▸ **WORK TASK**
The line containing "async fn test_non_integer_ids_are_rejected()" marks the end: quote every line from the start of the records below through it, word for word.

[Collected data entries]

BEGIN

//! Integer id path parameter extractor.

use crate::errors::AppError;
use axum::{
    extract::{FromRequestParts, Path},
    http::request::Parts,
    response::{IntoResponse, Response},
};

/// Extractor for a single `i32` id path parameter.
///
/// The raw segment is taken as a string and parsed here, so a non-integer
/// (or out-of-range) id becomes a 400 with the standard error body instead of
/// axum's plain-text path rejection.
///
/// # Example
/// ```ignore
/// use axum::Router;
/// use axum::routing::get;
/// use axum_helpers::extractors::IdPath;
///
/// async fn get_item(IdPath(id): IdPath) -> String {
///     format!("Item ID: {}", id)
/// }
///
/// let app = Router::new().route("/items/{id}", get(get_item));
/// ```
#[derive(Debug, Clone, Copy, PartialEq, Eq)]
pub struct IdPath(pub i32);

impl<S> FromRequestParts<S> for IdPath
where
    S: Send + Sync,
{
    type Rejection = Response;

    async fn from_request_parts(parts: &mut Parts, state: &S) -> Result<Self, Self::Rejection> {
        let Path(raw) = Path::<String>::from_request_parts(parts, state)
            .await
            .map_err(|e| e.into_response())?;

        raw.parse::<i32>()
            .map(IdPath)
            .map_err(|_| AppError::InvalidId(raw).into_response())
    }
}

#[cfg(test)]
mod tests {
    use super::*;
    use axum::{Router, body::Body, http::Request, http::StatusCode, routing::get};
    use tower::ServiceExt;

    fn app() -> Router {
        Router::new().route(
            "/items/{id}",
            get(|IdPath(id): IdPath| async move { id.to_string() }),
        )
    }

    async fn status_for(uri: &str) -> StatusCode {
        let request = Request::builder().uri(uri).body(Body::empty()).unwrap();
        app().oneshot(request).await.unwrap().status()
    }

    #[tokio::test]
    async fn test_integer_id_is_extracted() {
        assert_eq!(status_for("/items/42").await, StatusCode::OK);
        assert_eq!(status_for("/items/-3").await, StatusCode::OK);
    }

    #[tokio::test]
    async fn test_non_integer_ids_are_rejected() {
        for uri in ["/items/abc", "/items/1.5", "/items/99999999999", "/items/%20"] {
            assert_eq!(status_for(uri).await, StatusCode::BAD_REQUEST, "uri {}", uri);
        }
    }
}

END

▸ **SOLUTION TO THIS TASK**
//! Integer id path parameter extractor.

use crate::errors::AppError;
use axum::{
    extract::{FromRequestParts, Path},
    http::request::Parts,
    response::{IntoResponse, Response},
};

/// Extractor for a single `i32` id path parameter.
///
/// The raw segment is taken as a string and parsed here, so a non-integer
/// (or out-of-range) id becomes a 400 with the standard error body instead of
/// axum's plain-text path rejection.
///
/// # Example
/// ```ignore
/// use axum::Router;
/// use axum::routing::get;
/// use axum_helpers::extractors::IdPath;
///
/// async fn get_item(IdPath(id): IdPath) -> String {
///     format!("Item ID: {}", id)
/// }
///
/// let app = Router::new().route("/items/{id}", get(get_item));
/// ```
#[derive(Debug, Clone, Copy, PartialEq, Eq)]
pub struct IdPath(pub i32);

impl<S> FromRequestParts<S> for IdPath
where
    S: Send + Sync,
{
    type Rejection = Response;

    async fn from_request_parts(parts: &mut Parts, state: &S) -> Result<Self, Self::Rejection> {
        let Path(raw) = Path::<String>::from_request_parts(parts, state)
            .await
            .map_err(|e| e.into_response())?;

        raw.parse::<i32>()
            .map(IdPath)
            .map_err(|_| AppError::InvalidId(raw).into_response())
    }
}

#[cfg(test)]
mod tests {
    use super::*;
    use axum::{Router, body::Body, http::Request, http::StatusCode, routing::get};
    use tower::ServiceExt;

    fn app() -> Router {
        Router::new().route(
            "/items/{id}",
            get(|IdPath(id): IdPath| async move { id.to_string() }),
        )
    }

    async fn status_for(uri: &str) -> StatusCode {
        let request = Request::builder().uri(uri).body(Body::empty()).unwrap();
        app().oneshot(request).await.unwrap().status()
    }

    #[tokio::test]
    async fn test_integer_id_is_extracted() {
        assert_eq!(status_for("/items/42").await, StatusCode::OK);
        assert_eq!(status_for("/items/-3").await, StatusCode::OK);
    }

    #[tokio::test]
    async fn test_non_integer_ids_are_rejected() {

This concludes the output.